Lambda printing gives the highest resolution display graphics on the market today for high-impact trade show and retail displays or essentially anywhere that the highest quality and resolution is required. Using continuous tone digital technology, photographic display graphics are produced by transferring images directly from computer generated digital files to reflective or backlit photographic materials without the need of a negative. Within the equipment, there are three lasers, red, green and blue, which are merged into a single beam that simultaneously exposes the photographic material, producing the image in a single pass.

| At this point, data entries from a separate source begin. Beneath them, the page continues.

//! Runs the metric commands over a session and parses their output

use crate::connection::RemoteSession;
use crate::error::{DtopError, DtopResult};

use super::gpu::{GpuQueryParser, VramSource};
use super::metrics::{CpuMemSample, GpuSample, HostMetrics};
use super::parser::{CommandParser, FreeLayout, FreeParser, VmstatParser};

/// Collects [`HostMetrics`] from one host.
///
/// The collector is stateless apart from its parser selection and can be
/// shared by every host task of a run.
#[derive(Debug, Clone, Copy, Default)]
pub struct MetricCollector {
    vmstat: VmstatParser,
    free: FreeParser,
    gpu: GpuQueryParser,
}

impl MetricCollector {
    /// Creates a collector with explicit `free` and VRAM formats
    #[must_use]
    pub const fn new(free_layout: FreeLayout, vram_source: VramSource) -> Self {
        Self {
            vmstat: VmstatParser,
            free: FreeParser::new(free_layout),
            gpu: GpuQueryParser::new(vram_source),
        }
    }

    /// Reads CPU usage from `vmstat` and memory usage from `free`.
    ///
    /// # Errors
    ///
    /// Returns a connection error if a command could not be run, or a
    /// monitoring error if its output does not have the expected shape.
    pub async fn collect_cpu_mem(&self, session: &dyn RemoteSession) -> DtopResult<CpuMemSample> {
        let cpu_percent = run_parser(session, &self.vmstat).await?;
        let memory = run_parser(session, &self.free).await?;
        Ok(CpuMemSample::new(cpu_percent, memory.percent()?))
    }

    /// Reads per-GPU usage from `nvidia-smi`.
    ///
    /// A host without GPUs or without `nvidia-smi` yields an empty list.
    ///
    /// # Errors
    ///
    /// Returns a connection error if the command could not be run, or a
    /// monitoring error if the XML is malformed or incomplete.
    pub async fn collect_gpu(&self, session: &dyn RemoteSession) -> DtopResult<Vec<GpuSample>> {
        run_parser(session, &self.gpu).await
    }

    /// Collects CPU, memory and GPU metrics in that order.
    ///
    /// # Errors
    ///
    /// Returns the first error of [`Self::collect_cpu_mem`] or
    /// [`Self::collect_gpu`].
    pub async fn collect(&self, session: &dyn RemoteSession) -> DtopResult<HostMetrics> {
        let cpu_mem = self.collect_cpu_mem(session).await?;
        let gpus = self.collect_gpu(session).await?;
        tracing::debug!(
            host = session.host(),
            cpu = cpu_mem.cpu_percent,
            memory = cpu_mem.memory_percent,
            gpus = gpus.len(),
            "Collected host metrics"
        );
        Ok(HostMetrics { cpu_mem, gpus })
    }
}

async fn run_parser<P: CommandParser + Sync>(
    session: &dyn RemoteSession,
    parser: &P,
) -> DtopResult<P::Output> {
    let command = parser.command();
    let output = session.execute(command).await?;

    if !output.is_success() {
        // A missing tool still prints nothing; let the parser decide
        tracing::debug!(
            host = session.host(),
            command,
            status = ?output.exit_status,
            "Remote command exited with non-zero status"
        );
    }

    parser.parse(&output.stdout_lossy()).map_err(|e| {
        tracing::debug!(host = session.host(), command, error = %e, "Failed to parse output");
        DtopError::from(e)
    })
}
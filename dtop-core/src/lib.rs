//! dtop Core Library
//!
//! Polls CPU, memory and GPU utilization of many hosts over SSH and renders
//! one status line per host.
//!
//! # Crate Structure
//!
//! - [`alias`] - Per-host overrides from an OpenSSH client config file
//! - [`connection`] - Connection targets, the `Connector` / `RemoteSession` seam, OpenSSH sessions
//! - [`monitoring`] - Remote commands, their parsers and the metric collector
//! - [`report`] - Host and fleet reports, the concurrent poller, line formatting
//! - [`config`] - Poll settings loaded from TOML
//! - [`tracing`] - Logging setup

// Enable missing_docs warning for public API documentation
#![warn(missing_docs)]

pub mod alias;
pub mod config;
pub mod connection;
pub mod error;
pub mod monitoring;
pub mod report;
pub mod tracing;

pub use alias::{AliasTable, HostAlias};
pub use config::{ConfigError, PollSettings};
pub use connection::{
    CommandOutput, ConnectionError, ConnectionTarget, Connector, RemoteSession,
    ScriptedConnector, ScriptedHost, SshConnector,
};
pub use error::{DtopError, DtopResult};
pub use monitoring::{
    CpuMemSample, FreeLayout, GpuSample, HostMetrics, MetricCollector, MonitoringError,
    VramSource,
};
pub use report::{FleetPoller, FleetReport, HostReport, ReportFormatter};
//! Parsers for `vmstat` and `free` output
//!
//! Both tools print fixed-width tables, and the values are read by line and
//! whitespace-field position. The positions below are format assumptions
//! about procps-ng output, not something inferred at runtime.

use serde::{Deserialize, Serialize};

use super::metrics::floor_percent;

/// Errors that can occur during metrics parsing
#[derive(Debug, Clone, PartialEq, Eq, thiserror::Error)]
pub enum MonitoringError {
    /// The remote output did not have the expected shape
    #[error("Failed to parse monitoring output: {0}")]
    ParseError(String),
    /// A total used as a divisor was reported as zero
    #[error("Total {0} reported as zero")]
    ZeroTotal(&'static str),
}

/// Result type for monitoring operations
pub type MonitoringResult<T> = Result<T, MonitoringError>;

/// Virtual memory statistics command
pub const VMSTAT_COMMAND: &str = "vmstat";

/// Memory statistics command
pub const FREE_COMMAND: &str = "free";

/// A parser bound to the remote command whose output it understands.
pub trait CommandParser {
    /// Parsed value
    type Output;

    /// The shell command to run on the remote host
    fn command(&self) -> &'static str;

    /// Parses the command's standard output.
    ///
    /// # Errors
    ///
    /// Returns a [`MonitoringError`] when the output does not match the
    /// format this parser was built for.
    fn parse(&self, stdout: &str) -> MonitoringResult<Self::Output>;
}

/// Returns the whitespace-separated field at `line`/`field`, both 0-based.
fn field_at<'a>(
    output: &'a str,
    line: usize,
    field: usize,
    command: &str,
) -> MonitoringResult<&'a str> {
    let row = output.lines().nth(line).ok_or_else(|| {
        MonitoringError::ParseError(format!(
            "`{command}` printed fewer than {} lines",
            line + 1
        ))
    })?;
    row.split_whitespace().nth(field).ok_or_else(|| {
        MonitoringError::ParseError(format!(
            "`{command}` line {line} has fewer than {} fields",
            field + 1
        ))
    })
}

fn parse_number<T: std::str::FromStr>(value: &str, what: &str) -> MonitoringResult<T> {
    value
        .parse()
        .map_err(|_| MonitoringError::ParseError(format!("{what} is not a number: {value:?}")))
}

/// Reads CPU usage from `vmstat`.
///
/// Format assumption: line 2 (the first sample row) holds the idle
/// percentage at field 14, the `id` column of
/// `r b swpd free buff cache si so bi bo in cs us sy id wa st`.
#[derive(Debug, Clone, Copy, Default)]
pub struct VmstatParser;

impl VmstatParser {
    const SAMPLE_LINE: usize = 2;
    const IDLE_FIELD: usize = 14;
}

impl CommandParser for VmstatParser {
    /// CPU usage percentage
    type Output = u8;

    fn command(&self) -> &'static str {
        VMSTAT_COMMAND
    }

    fn parse(&self, stdout: &str) -> MonitoringResult<u8> {
        let raw = field_at(stdout, Self::SAMPLE_LINE, Self::IDLE_FIELD, VMSTAT_COMMAND)?;
        let idle: u8 = parse_number(raw, "vmstat idle")?;
        if idle > 100 {
            return Err(MonitoringError::ParseError(format!(
                "vmstat idle percentage out of range: {idle}"
            )));
        }
        Ok(100 - idle)
    }
}

/// Which `free` output layout to read used memory from
#[derive(Debug, Clone, Copy, Default, PartialEq, Eq, Serialize, Deserialize)]
#[serde(rename_all = "kebab-case")]
pub enum FreeLayout {
    /// procps-ng before 3.3.10: used memory from the
    /// `-/+ buffers/cache:` row (line 2, field 2)
    #[default]
    BuffersCache,
    /// Current procps-ng: the `used` column of the `Mem:` row
    /// (line 1, field 2)
    MemRow,
}

impl FreeLayout {
    /// Line and field of the used-memory value
    const fn used_position(self) -> (usize, usize) {
        match self {
            Self::BuffersCache => (2, 2),
            Self::MemRow => (1, 2),
        }
    }
}

impl std::fmt::Display for FreeLayout {
    fn fmt(&self, f: &mut std::fmt::Formatter<'_>) -> std::fmt::Result {
        match self {
            Self::BuffersCache => write!(f, "buffers-cache"),
            Self::MemRow => write!(f, "mem-row"),
        }
    }
}

/// Used and total memory, in whatever unit `free` printed (KiB by default)
#[derive(Debug, Clone, Copy, PartialEq, Eq)]
pub struct MemoryUsage {
    /// Total physical memory
    pub total: u64,
    /// Used memory
    pub used: u64,
}

impl MemoryUsage {
    /// Returns `floor(100 * used / total)`.
    ///
    /// # Errors
    ///
    /// [`MonitoringError::ZeroTotal`] when `total` is zero and
    /// [`MonitoringError::ParseError`] when `used` exceeds `total`.
    pub fn percent(&self) -> MonitoringResult<u8> {
        if self.total == 0 {
            return Err(MonitoringError::ZeroTotal("memory"));
        }
        if self.used > self.total {
            return Err(MonitoringError::ParseError(format!(
                "used memory {} exceeds total {}",
                self.used, self.total
            )));
        }
        Ok(floor_percent(self.used, self.total))
    }
}

/// Reads total and used memory from `free`.
///
/// Total is always line 1 field 1 (`Mem:` row, `total` column); the used
/// value depends on [`FreeLayout`].
#[derive(Debug, Clone, Copy, Default)]
pub struct FreeParser {
    layout: FreeLayout,
}

impl FreeParser {
    /// Creates a parser for the given layout
    #[must_use]
    pub const fn new(layout: FreeLayout) -> Self {
        Self { layout }
    }

    /// Layout this parser reads
    #[must_use]
    pub const fn layout(&self) -> FreeLayout {
        self.layout
    }
}

impl CommandParser for FreeParser {
    type Output = MemoryUsage;

    fn command(&self) -> &'static str {
        FREE_COMMAND
    }

    fn parse(&self, stdout: &str) -> MonitoringResult<MemoryUsage> {
        let total = parse_number(field_at(stdout, 1, 1, FREE_COMMAND)?, "free total")?;
        let (line, field) = self.layout.used_position();
        let used = parse_number(field_at(stdout, line, field, FREE_COMMAND)?, "free used")?;
        Ok(MemoryUsage { total, used })
    }
}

The photographic material is then processed in the same manner as traditional photography by developing the photographic material in a "wet" film processor. By using the lasers, the total image is crisp and precise edge to edge, with no distortion. All of this means that the quality of a Lambda print will be much better in terms of clarity, sharpness and in color saturation than other large format printing processes.

In simple terms you seem to end up with a very high quality photographic print bonded between 2 sheets of high gloss plexiglass or a sheet of aluminum and plexiglass. This creates an extremely high gloss looking picture, and needs a very complicated looking machine to make.

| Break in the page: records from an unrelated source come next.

//! Host alias table parsed from an OpenSSH client config file

use std::path::{Path, PathBuf};

use crate::config::ConfigError;

use super::pattern::matches_pattern_list;

/// Connection overrides collected for one host.
///
/// Every field is optional; unset fields leave the caller's value in place.
#[derive(Debug, Clone, Default, PartialEq, Eq)]
pub struct HostAlias {
    /// Real host name or address (`HostName`)
    pub hostname: Option<String>,
    /// Login name (`User`)
    pub username: Option<String>,
    /// SSH port (`Port`)
    pub port: Option<u16>,
    /// Private key (`IdentityFile`), tilde-expanded
    pub identity_file: Option<PathBuf>,
}

impl HostAlias {
    /// Returns true if the alias overrides nothing
    #[must_use]
    pub const fn is_empty(&self) -> bool {
        self.hostname.is_none()
            && self.username.is_none()
            && self.port.is_none()
            && self.identity_file.is_none()
    }

    /// Fills every unset field from `other`; values already set win
    fn fill_from(&mut self, other: &Self) {
        if self.hostname.is_none() {
            self.hostname.clone_from(&other.hostname);
        }
        if self.username.is_none() {
            self.username.clone_from(&other.username);
        }
        if self.port.is_none() {
            self.port = other.port;
        }
        if self.identity_file.is_none() {
            self.identity_file.clone_from(&other.identity_file);
        }
    }
}

/// One `Host` block: its patterns and the options inside it
#[derive(Debug, Clone)]
struct AliasEntry {
    patterns: Vec<String>,
    alias: HostAlias,
}

/// Ordered list of `Host` blocks.
///
/// Lookup follows OpenSSH: every block whose patterns match contributes,
/// in file order, and the first value obtained for each option wins.
/// `Match` blocks are not evaluated and their options are ignored.
#[derive(Debug, Clone, Default)]
pub struct AliasTable {
    entries: Vec<AliasEntry>,
    source: Option<PathBuf>,
}

impl AliasTable {
    /// Creates an empty table
    #[must_use]
    pub const fn new() -> Self {
        Self {
            entries: Vec::new(),
            source: None,
        }
    }

    /// Number of `Host` blocks (including the implicit leading one)
    #[must_use]
    pub fn len(&self) -> usize {
        self.entries.len()
    }

    /// Returns true if the table has no blocks
    #[must_use]
    pub fn is_empty(&self) -> bool {
        self.entries.is_empty()
    }

    /// File the table was loaded from, after `~` expansion.
    ///
    /// `None` for parsed text or when the file did not exist.
    #[must_use]
    pub fn source(&self) -> Option<&Path> {
        self.source.as_deref()
    }

    /// Loads the table from an SSH config file.
    ///
    /// A leading `~` is expanded. A file that does not exist yields an empty
    /// table.
    ///
    /// # Errors
    ///
    /// Returns [`ConfigError::Read`] if the file exists but cannot be read,
    /// or [`ConfigError::SshConfig`] if an option value is invalid.
    pub fn load(path: impl AsRef<Path>) -> Result<Self, ConfigError> {
        let expanded = PathBuf::from(
            shellexpand::tilde(&path.as_ref().to_string_lossy()).into_owned(),
        );

        if !expanded.exists() {
            tracing::debug!(path = %expanded.display(), "SSH config not found, no aliases loaded");
            return Ok(Self::new());
        }

        let content = std::fs::read_to_string(&expanded).map_err(|e| ConfigError::Read {
            path: expanded.clone(),
            reason: e.to_string(),
        })?;

        let mut table = Self::parse(&content)?;
        table.source = Some(expanded.clone());
        tracing::debug!(
            path = %expanded.display(),
            blocks = table.len(),
            "Loaded SSH host aliases"
        );
        Ok(table)
    }

    /// Parses SSH client config text.
    ///
    /// # Errors
    ///
    /// Returns [`ConfigError::SshConfig`] with the 1-based line number when a
    /// `Port` value is not a valid port or a `Host` line has no patterns.
    pub fn parse(content: &str) -> Result<Self, ConfigError> {
        let mut entries: Vec<AliasEntry> = Vec::new();
        let mut in_match_block = false;

        for (idx, raw_line) in content.lines().enumerate() {
            let line_no = idx + 1;
            let line = raw_line.trim();
            if line.is_empty() || line.starts_with('#') {
                continue;
            }

            let Some((keyword, value)) = split_option(line) else {
                continue;
            };
            let keyword = keyword.to_ascii_lowercase();

            match keyword.as_str() {
                "host" => {
                    let patterns: Vec<String> =
                        value.split_whitespace().map(|p| unquote(p).to_string()).collect();
                    if patterns.is_empty() {
                        return Err(ConfigError::SshConfig {
                            line: line_no,
                            reason: "Host requires at least one pattern".to_string(),
                        });
                    }
                    entries.push(AliasEntry {
                        patterns,
                        alias: HostAlias::default(),
                    });
                    in_match_block = false;
                    continue;
                }
                "match" => {
                    in_match_block = true;
                    continue;
                }
                _ if in_match_block => continue,
                _ => {}
            }

            // Options before the first Host line apply to every host
            if entries.is_empty() {
                entries.push(AliasEntry {
                    patterns: vec!["*".to_string()],
                    alias: HostAlias::default(),
                });
            }
            let Some(alias) = entries.last_mut().map(|e| &mut e.alias) else {
                continue;
            };
            let value = unquote(value);

            match keyword.as_str() {
                "hostname" if alias.hostname.is_none() => {
                    alias.hostname = Some(value.to_string());
                }
                "user" if alias.username.is_none() => {
                    alias.username = Some(value.to_string());
                }
                "port" if alias.port.is_none() => {
                    let port = value
                        .parse::<u16>()
                        .ok()
                        .filter(|p| *p != 0)
                        .ok_or_else(|| ConfigError::SshConfig {
                            line: line_no,
                            reason: format!("invalid port {value:?}"),
                        })?;
                    alias.port = Some(port);
                }
                "identityfile" if alias.identity_file.is_none() => {
                    alias.identity_file =
                        Some(PathBuf::from(shellexpand::tilde(value).into_owned()));
                }
                _ => {}
            }
        }

        Ok(Self {
            entries,
            source: None,
        })
    }

    /// Returns the merged overrides for `host`.
    ///
    /// `%h` in `HostName` expands to `host` and `%%` to a literal `%`.
    #[must_use]
    pub fn lookup(&self, host: &str) -> HostAlias {
        let mut merged = HostAlias::default();
        for entry in &self.entries {
            if matches_pattern_list(&entry.patterns, host) {
                merged.fill_from(&entry.alias);
            }
        }
        merged.hostname = merged.hostname.map(|h| expand_tokens(&h, host));
        merged
    }
}

/// Splits `Keyword value`, `Keyword=value` and `Keyword = value`
fn split_option(line: &str) -> Option<(&str, &str)> {
    let end = line.find(|c: char| c.is_whitespace() || c == '=')?;
    let (keyword, rest) = line.split_at(end);
    let rest = rest.trim_start();
    let rest = rest.strip_prefix('=').unwrap_or(rest).trim();
    Some((keyword, rest))
}

fn unquote(value: &str) -> &str {
    value
        .strip_prefix('"')
        .and_then(|v| v.strip_suffix('"'))
        .unwrap_or(value)
}

/// Expands `%h` and `%%`; other tokens are kept verbatim
fn expand_tokens(value: &str, host: &str) -> String {
    let mut out = String::with_capacity(value.len());
    let mut chars = value.chars();
    while let Some(c) = chars.next() {
        if c != '%' {
            out.push(c);
            continue;
        }
        match chars.next() {
            Some('h') => out.push_str(host),
            Some('%') => out.push('%'),
            Some(other) => {
                out.push('%');
                out.push(other);
            }
            None => out.push('%'),
        }
    }
    out
}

Not every image would look good printed this way but for some subjects it clearly adds a very sophisticated finish. These were all big pictures of more than 1 metre wide so already quite striking and selling for high amounts in the 5 to 10 thousand Euros each.

The most interesting thing was that a lot of these of photographs were not of real subjects , that is you could not just take these with a camera, rather they were composed of many cut outs of other images, built together in many layers in a kind of a digital collage. Sometimes you could tell this in the image immediately, in others the manipulation only became apparent after you had been looking for sometime, very cleverly done because once you saw it -  then the technique was suddenly apparent all over the image, leaving me surprised that I had not seen it straight away.

I took a few sneaky pictures with my iPhone when the security staff where looking the other way, but although the pictures are ok they are not able to bring out the detail and depth of the originals. I include some website images and links so you can go and look yourself at some better versions and some more of their images


Ysabel Lemay

These were truly stunning images giving a depth of image and subtly which is impossible to describe in words, made from multiple layers of image these appeared absolutely true to life but as you looked you could see things which could not possibly be there in a simple photograph

Copyright Ysabel Lemay



Joseph Klibansky.

In these images the technique is more apparent - but only once you spot what's going on - looks like its a typical if rather busy street scene somewhere in Asia, but as you look closely you realize that the plants on the front of  the building are actually pictures of houseplants over-layed on the front of the building.
Paradise of Light 2012
Copyright Joseph Klibansky

Christian Voight
Christian's pictures were more real life subjects (at least I think so !)  shown in a different way, the depth of feel and color in these images is amazing. The sample image is a shop / market stall in the middle east but if you look on his web site there are some really fantastic images of sand dunes in the dessert - take a look and just try and imagine these printed 2 meters wide



responsive lightbox
Copyright Christian Voight



I am now looking for a print shop where I can have one or two of my brighter images printed in this style.